Elinor Ostrom is perhaps less known in economic circles (but very highly regarded elsewhere), but Oliver Williamson has been a major international figure in Economics for many years.
Vote:October 19th, 2009 at 1:10 am
Theres no such thing as “market failure”….it makes as much sense as “nature failure”. As in nature (which the free market is actually part off…being the natural way free people interact with each other when guns and Governments aren’t threatening them to act otherwise)) the market just IS….If a tree was struck by lightning we would not call that a “failure of nature”..it IS nature,tress and lightening are natural occurances….and lightening destroys trees when it hits them.So it is with the market….when a business falls over or someone gets rich by inventing the better mousetrap thats the market at work….either way.
Also the lefty notion of “perfect information’ is bullshit too……all a person needs to know is the market price of something.He doesn’t need to know that a cold front destroyed the Brazillain banana crop….only that the price of bananas has gone up in his local supermarket and that he has a choice about wheather to buy them or not.

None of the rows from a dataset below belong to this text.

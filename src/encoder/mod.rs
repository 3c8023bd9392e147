//! The external encoder: how it is invoked, spawned and probed.

use std::fmt;
use std::path::PathBuf;

use async_trait::async_trait;

mod command;
mod process;

pub use command::build_command;
pub use process::CommandSpawner;

/// A fully built encoder invocation
#[derive(Debug, Clone, PartialEq, Eq)]
pub struct CommandSpec {
    pub program: String,
    pub args: Vec<String>,
    /// Stream being recorded
    pub stream: String,
    /// File the encoder writes
    pub output: PathBuf,
}

impl fmt::Display for CommandSpec {
    fn fmt(&self, f: &mut fmt::Formatter<'_>) -> fmt::Result {
        f.write_str(&self.program)?;
        for arg in &self.args {
            if arg.is_empty() || arg.contains(char::is_whitespace) {
                write!(f, " '{}'", arg.replace('\'', r"'\''"))?;
            } else {
                write!(f, " {arg}")?;
            }
        }
        Ok(())
    }
}

/// A running encoder owned by exactly one recording job
#[async_trait]
pub trait EncoderProcess: Send + Sync {
    fn pid(&self) -> Option<u32>;

    /// Non-blocking check whether the process has terminated on its own
    fn has_exited(&mut self) -> bool;

    async fn stop(&mut self) -> anyhow::Result<()>;
}

#[async_trait]
pub trait Spawner: Send + Sync {
    async fn spawn(&self, spec: &CommandSpec) -> anyhow::Result<Box<dyn EncoderProcess>>;
}

/// Liveness of encoders independent of in-memory job state
#[async_trait]
pub trait EncoderProbe: Send + Sync {
    async fn is_running(&self, stream: &str) -> bool;
}

#[cfg(test)]
mod tests {
    use super::*;

    #[test]
    fn test_display_quotes_arguments() {
        let spec = CommandSpec {
            program: "ffmpeg".to_string(),
            args: vec![
                "-i".to_string(),
                "rtsp://h/cam".to_string(),
                "-y".to_string(),
                "/data/my cam.mp4".to_string(),
            ],
            stream: "cam".to_string(),
            output: PathBuf::from("/data/my cam.mp4"),
        };
        assert_eq!(
            spec.to_string(),
            "ffmpeg -i rtsp://h/cam -y '/data/my cam.mp4'"
        );
    }
}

Vote:October 19th, 2009 at 9:04 am
@ James: it is surprising the number of acolytes of the Austrian School in the thread. It is a pity, then, that most economists (and economic policy makers) think you are wrong. And by any standards, the idea that perfect information is ‘Lefty’ is odd. It is, of course, a classical feature of market-based economic theory of all sorts. And the idea of ‘price’ as a single dimension factor, about which more information is unimportant, is again something lots of people would challenge. For example, the ‘price’ of an invedstment is not reducible simple to a figure, as, for example, the Chicago finance tradition (the one that is in some ways at the root of the current crisis) shows.
The funny thing about this exchange is that I think much of the reasoning that I have laid out is wrong, but for quite different reasons. One simply likes one’s opponents to be represented fairly.
Vote:October 19th, 2009 at 9:35 am
toad – my decision was based on a response to an email I sent to Pansy Wong. She clearly gave me the impression that opening ACC up to competition was one in National’s plans. Weasel word politicians.